MarginRankingLoss in Batch Graph Training

Hello there,

I am a bit of a newbie so I’m not sure if what I will ask makes any kind of sense.
I have a graph of 1K nodes - 5K edges with each node having 5 features and one numerical value as “label”. I am trying to correctly predict the relative ordering of each node’s “label” with respect to the rest of the nodes using MarginRankingLoss (based on the values of each node’s 5 features). This appears to be working.

I want to generalize this approach to more graphs (i.e. train on several graphs at once). For example, let’s suppose I have three graphs of 1K nodes - 5K edges (for simplicity sake; actual graph sizes may vary and may be different among them) with each node having 5 features (this will not vary).

If I use dgl.batch() to batch them all into a single graph how would this affect the loss calculation? I assume that MarginRankingLoss on the entire graph would not have any particular meaning since I am not interested in the relative ordering of all nodes compared to all others nodes (since some of them essentially belong in different graphs)?

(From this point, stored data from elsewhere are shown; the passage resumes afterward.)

//! Tonal adjustments: exposure, contrast, highlight/shadow recovery,
//! white/black endpoint push, and the four-zone parametric curve.
//!
//! All functions take slider values already normalized to shader units
//! (see [`crate::transform::params`]). Each returns its input unchanged when
//! its amount is zero.

/// Rec. 709 luminance weights.
pub const LUMA_REC709: [f32; 3] = [0.2126, 0.7152, 0.0722];

/// Scene-referred middle gray, the pivot for contrast and shadow zones.
pub const MIDDLE_GRAY: f32 = 0.18;

/// Luminance below which the parametric curve leaves a pixel untouched.
const BLACK_PROTECT: f32 = 0.001;
/// Floor for the luminance divisor when reconstructing RGB.
const LUMA_FLOOR: f32 = 1e-4;

/// Rec. 709 luminance of a linear RGB triple.
pub fn luma(rgb: [f32; 3]) -> f32 {
    rgb[0] * LUMA_REC709[0] + rgb[1] * LUMA_REC709[1] + rgb[2] * LUMA_REC709[2]
}

/// Hermite smoothstep, matching the WGSL builtin for `edge0 < edge1`.
///
/// Equal edges act as a hard step at `edge0` rather than dividing by zero.
pub fn smoothstep(edge0: f32, edge1: f32, x: f32) -> f32 {
    let span = edge1 - edge0;
    if span.abs() < 1e-12 {
        return if x < edge0 { 0.0 } else { 1.0 };
    }
    let t = ((x - edge0) / span).clamp(0.0, 1.0);
    t * t * (3.0 - 2.0 * t)
}

/// Scale by `2^ev`.
pub fn apply_exposure(rgb: [f32; 3], ev: f32) -> [f32; 3] {
    if ev == 0.0 {
        return rgb;
    }
    let gain = ev.exp2();
    rgb.map(|c| c * gain)
}

/// Linear contrast around middle gray: `(c - 0.18) × (1 + amount) + 0.18`.
pub fn apply_contrast(rgb: [f32; 3], amount: f32) -> [f32; 3] {
    if amount == 0.0 {
        return rgb;
    }
    rgb.map(|c| (c - MIDDLE_GRAY) * (1.0 + amount) + MIDDLE_GRAY)
}

/// Luminance-masked highlight and shadow adjustment.
///
/// ```text
/// mask_h = smoothstep(0.5, 1, luma)        c -= mask_h × highlights × (c − 1)
/// mask_s = 1 − smoothstep(0, 0.5, luma)    c += mask_s × shadows × (1 − c)
/// ```
///
/// Both masks use the luminance measured before either step.
pub fn apply_highlights_shadows(rgb: [f32; 3], highlights: f32, shadows: f32) -> [f32; 3] {
    if highlights == 0.0 && shadows == 0.0 {
        return rgb;
    }
    let l = luma(rgb);
    let mask_h = smoothstep(0.5, 1.0, l);
    let mask_s = 1.0 - smoothstep(0.0, 0.5, l);
    rgb.map(|c| {
        let c = c - mask_h * highlights * (c - 1.0);
        c + mask_s * shadows * (1.0 - c)
    })
}

/// Per-channel endpoint push.
///
/// `c += whites × smoothstep(0.7, 1, c)` then `c += blacks × smoothstep(0, 0.3, c)`.
pub fn apply_whites_blacks(rgb: [f32; 3], whites: f32, blacks: f32) -> [f32; 3] {
    if whites == 0.0 && blacks == 0.0 {
        return rgb;
    }
    rgb.map(|c| {
        let c = c + whites * smoothstep(0.7, 1.0, c);
        c + blacks * smoothstep(0.0, 0.3, c)
    })
}

/// Four-zone parametric curve amounts, each in `[-1, 1]`.
#[derive(Debug, Clone, Copy, Default, PartialEq)]
pub struct ParametricCurve {
    pub shadows: f32,
    pub darks: f32,
    pub lights: f32,
    pub highlights: f32,
}

impl ParametricCurve {
    pub fn is_neutral(&self) -> bool {
        self.shadows == 0.0 && self.darks == 0.0 && self.lights == 0.0 && self.highlights == 0.0
    }
}

/// Zone weights `(shadows, darks, lights, highlights)` for a luminance.
pub fn zone_weights(l: f32) -> [f32; 4] {
    [
        smoothstep(0.0, 0.25, l) * (1.0 - smoothstep(0.25, 0.5, l)),
        smoothstep(0.25, 0.5, l) * (1.0 - smoothstep(0.5, 0.75, l)),
        smoothstep(0.5, 0.75, l) * (1.0 - smoothstep(0.75, 1.0, l)),
        smoothstep(0.75, 1.0, l),
    ]
}

/// Shift luminance toward middle gray (shadows, darks) or white (lights,
/// highlights) and rescale RGB to the new luminance.
pub fn apply_parametric_curve(rgb: [f32; 3], curve: &ParametricCurve) -> [f32; 3] {
    if curve.is_neutral() {
        return rgb;
    }
    let l = luma(rgb);
    if l <= BLACK_PROTECT {
        return rgb;
    }
    let [ws, wd, wl, wh] = zone_weights(l);
    let diff = curve.shadows * ws * (MIDDLE_GRAY - l)
        + curve.darks * wd * (MIDDLE_GRAY - l)
        + curve.lights * wl * (1.0 - l)
        + curve.highlights * wh * (1.0 - l);
    let ratio = (l + diff) / l.max(LUMA_FLOOR);
    rgb.map(|c| c * ratio)
}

Would it be correct if I did something similar to:

for each epoch:
   for each connected component in the batched graph:
      calculate MarginRankingLoss for the nodes in the component
      loss.backward()
      optimizer.step()

and “hope” that the average loss for all components will go down once enough epochs have passed? If so, how would I able to isolate the logits and labels of the particular connected component so that I can compute MarginRankingLoss only on those nodes themselves?

Thank you in advance,
Andreas